Selon le ministre, les Québécois pourront également se faire soigner partout, peu importe leur code postal, et se faire offrir une alternative, vers une autre région ou vers le réseau privé (gratuitement), lorsque les délais d’attente sont jugés déraisonnables.

«Tous les éléments essentiels du projet de loi 15 ont été votés jusqu’à maintenant», a-t-il assuré.

«Il nous reste à voir tout le préhospitalier, les centres de communication, les sanctions administratives, le pécunier, la surfacturation, les antécédents judiciaires, les gestionnaires d’assurances, les modifications au Code civil, à la Loi sur l’aide médicale à mourir. Il reste énormément de travail. Combien d’erreurs le ministre laisse derrière lui? Cinq, 10, 15, 50?» a rétorqué M. Cliche-Rivard.

En choisissant de couper court au débat sur la réforme, «le premier ministre s’apprête à commettre la pire erreur de son mandat», a fustigé le chef intérimaire du Parti libéral du Québec (PLQ), Marc Tanguay.

Fait rarissime, en octobre, six anciens premiers ministres du Québec avaient fait une sortie publique pour demander au gouvernement caquiste de ne pas abolir les conseils d’administration des établissements.
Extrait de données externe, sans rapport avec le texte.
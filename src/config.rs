use std::fs;
use std::path::{Path, PathBuf};

use clap::Args;

use crate::domain::extract::IssuePattern;
use crate::error::{AppError, AppResult};

const DEFAULT_GITHUB_API_URL: &str = "https://api.github.com";
const DEFAULT_PATH: &str = ".";

/// Action inputs. The runner exposes each input as `INPUT_<NAME>`, keeping
/// hyphens, so every field can also be passed as a flag when run locally.
#[derive(Args, Debug, Clone, Default)]
pub struct ActionInputs {
    /// Issue tracker to resolve titles with (`jira`).
    #[arg(long, env = "INPUT_TRACKER")]
    pub tracker: Option<String>,
    /// `http` or `https`.
    #[arg(long = "jira-protocol", env = "INPUT_JIRA-PROTOCOL")]
    pub jira_protocol: Option<String>,
    #[arg(long = "jira-host", env = "INPUT_JIRA-HOST")]
    pub jira_host: Option<String>,
    #[arg(long = "jira-username", env = "INPUT_JIRA-USERNAME")]
    pub jira_username: Option<String>,
    #[arg(long = "jira-token", env = "INPUT_JIRA-TOKEN", hide_env_values = true)]
    pub jira_token: Option<String>,
    /// Only commits touching this path are scanned.
    #[arg(long, env = "INPUT_PATH")]
    pub path: Option<String>,
    /// Restrict matches to one tracker project, e.g. `ABC`.
    #[arg(long = "project-key", env = "INPUT_PROJECT-KEY")]
    pub project_key: Option<String>,
    /// Record the conventional commit scope of each match.
    #[arg(long = "capture-scope", env = "INPUT_CAPTURE-SCOPE")]
    pub capture_scope: Option<String>,
    /// `owner/repo` of the pull request.
    #[arg(long, env = "GITHUB_REPOSITORY")]
    pub repository: Option<String>,
    #[arg(long = "github-token", env = "GITHUB_TOKEN", hide_env_values = true)]
    pub github_token: Option<String>,
    #[arg(long = "github-api-url", env = "GITHUB_API_URL")]
    pub github_api_url: Option<String>,
    /// Event payload the pull request number is read from.
    #[arg(long = "event-path", env = "GITHUB_EVENT_PATH")]
    pub event_path: Option<PathBuf>,
    /// Pull request number; overrides the event payload.
    #[arg(long = "pr-number")]
    pub pr_number: Option<u64>,
    /// Git working tree to read history from.
    #[arg(long, env = "GITHUB_WORKSPACE")]
    pub workspace: Option<PathBuf>,
}

#[derive(Debug, Clone)]
pub struct AppConfig {
    pub tracker: TrackerConfig,
    pub github: GitHubConfig,
    pub sync: SyncSettings,
    pub workspace_root: PathBuf,
}

#[derive(Debug, Clone)]
pub enum TrackerConfig {
    Jira(JiraConfig),
}

impl TrackerConfig {
    pub fn name(&self) -> &'static str {
        match self {
            TrackerConfig::Jira(_) => "jira",
        }
    }
}

#[derive(Debug, Clone, Copy, PartialEq, Eq)]
pub enum JiraProtocol {
    Http,
    Https,
}

impl JiraProtocol {
    pub fn as_str(&self) -> &'static str {
        match self {
            JiraProtocol::Http => "http",
            JiraProtocol::Https => "https",
        }
    }

    pub fn parse(value: &str) -> AppResult<Self> {
        match value.trim().to_lowercase().as_str() {
            "http" => Ok(JiraProtocol::Http),
            "https" => Ok(JiraProtocol::Https),
            other => Err(AppError::Configuration(format!(
                "unexpected jira-protocol '{other}', it should be http or https"
            ))),
        }
    }
}

#[derive(Debug, Clone)]
pub struct JiraConfig {
    pub protocol: JiraProtocol,
    pub host: String,
    pub username: String,
    pub token: String,
}

impl JiraConfig {
    pub fn base_url(&self) -> String {
        format!(
            "{}://{}",
            self.protocol.as_str(),
            self.host.trim_end_matches('/')
        )
    }
}

#[derive(Debug, Clone)]
pub struct GitHubConfig {
    pub api_url: String,
    pub token: String,
    pub owner: String,
    pub repo: String,
}

/// Settings that shape a single sync run.
#[derive(Debug, Clone)]
pub struct SyncSettings {
    pub pull_number: u64,
    pub path: String,
    pub pattern: IssuePattern,
    pub capture_scope: bool,
}

impl AppConfig {
    pub fn load(inputs: &ActionInputs, cwd: &Path) -> AppResult<Self> {
        let tracker = load_tracker(inputs)?;

        let path = non_empty(&inputs.path).unwrap_or(DEFAULT_PATH).to_string();
        let pattern = IssuePattern::for_project_key(non_empty(&inputs.project_key))?;
        let capture_scope = match non_empty(&inputs.capture_scope) {
            Some(value) => parse_flag("capture-scope", value)?,
            None => false,
        };

        let pull_number = match inputs.pr_number {
            Some(number) => number,
            None => pull_number_from_event(inputs.event_path.as_deref())?,
        };

        let github = load_github(inputs)?;
        let workspace_root = inputs
            .workspace
            .clone()
            .filter(|path| !path.as_os_str().is_empty())
            .unwrap_or_else(|| cwd.to_path_buf());

        Ok(Self {
            tracker,
            github,
            sync: SyncSettings {
                pull_number,
                path,
                pattern,
                capture_scope,
            },
            workspace_root,
        })
    }
}

fn load_tracker(inputs: &ActionInputs) -> AppResult<TrackerConfig> {
    let tracker = required(&inputs.tracker, "tracker")?;
    match tracker.to_lowercase().as_str() {
        "jira" => {
            let protocol = match non_empty(&inputs.jira_protocol) {
                Some(value) => JiraProtocol::parse(value)?,
                None => JiraProtocol::Https,
            };
            let host = required(&inputs.jira_host, "jira-host")?;
            if host.contains("://") {
                return Err(AppError::Configuration(format!(
                    "jira-host '{host}' must not include a scheme; use jira-protocol instead"
                )));
            }
            Ok(TrackerConfig::Jira(JiraConfig {
                protocol,
                host: host.to_string(),
                username: required(&inputs.jira_username, "jira-username")?.to_string(),
                token: required(&inputs.jira_token, "jira-token")?.to_string(),
            }))
        }
        other => Err(AppError::Configuration(format!(
            "unsupported tracker '{other}'"
        ))),
    }
}

fn load_github(inputs: &ActionInputs) -> AppResult<GitHubConfig> {
    let repository = required(&inputs.repository, "GITHUB_REPOSITORY")?;
    let (owner, repo) = repository
        .split_once('/')
        .filter(|(owner, repo)| !owner.is_empty() && !repo.is_empty() && !repo.contains('/'))
        .ok_or_else(|| {
            AppError::Configuration(format!(
                "GITHUB_REPOSITORY '{repository}' is not in owner/repo form"
            ))
        })?;

    Ok(GitHubConfig {
        api_url: non_empty(&inputs.github_api_url)
            .unwrap_or(DEFAULT_GITHUB_API_URL)
            .trim_end_matches('/')
            .to_string(),
        token: required(&inputs.github_token, "GITHUB_TOKEN")?.to_string(),
        owner: owner.to_string(),
        repo: repo.to_string(),
    })
}

fn pull_number_from_event(event_path: Option<&Path>) -> AppResult<u64> {
    let event_path = event_path.ok_or_else(|| {
        AppError::Configuration("no pull request number and no GITHUB_EVENT_PATH".to_string())
    })?;
    let contents = fs::read_to_string(event_path)?;
    let event: serde_json::Value = serde_json::from_str(&contents)
        .map_err(|err| AppError::Configuration(format!("invalid event payload: {err}")))?;

    event
        .pointer("/pull_request/number")
        .and_then(serde_json::Value::as_u64)
        .ok_or_else(|| {
            AppError::Configuration("unexpected event: payload has no pull request".to_string())
        })
}

fn non_empty(value: &Option<String>) -> Option<&str> {
    value.as_deref().map(str::trim).filter(|v| !v.is_empty())
}

fn required<'a>(value: &'a Option<String>, name: &str) -> AppResult<&'a str> {
    non_empty(value)
        .ok_or_else(|| AppError::Configuration(format!("input required and not supplied: {name}")))
}

fn parse_flag(name: &str, value: &str) -> AppResult<bool> {
    match value.to_lowercase().as_str() {
        "true" | "yes" | "1" => Ok(true),
        "false" | "no" | "0" => Ok(false),
        other => Err(AppError::Configuration(format!(
            "{name} should be true or false, got '{other}'"
        ))),
    }
}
Lucien Bouchard, Pauline Marois, Jean Charest, Pierre Marc Johnson, Daniel Johnson et Philippe Couillard avaient soulevé un risque de perte d’identité des établissements pouvant affaiblir leur capacité à intéresser les donateurs.

Le projet de loi 15 compte 1200 articles, et plusieurs centaines d’amendements ont été déposés, ce qui en fait l’une des plus imposantes pièces législatives de l’histoire de la province.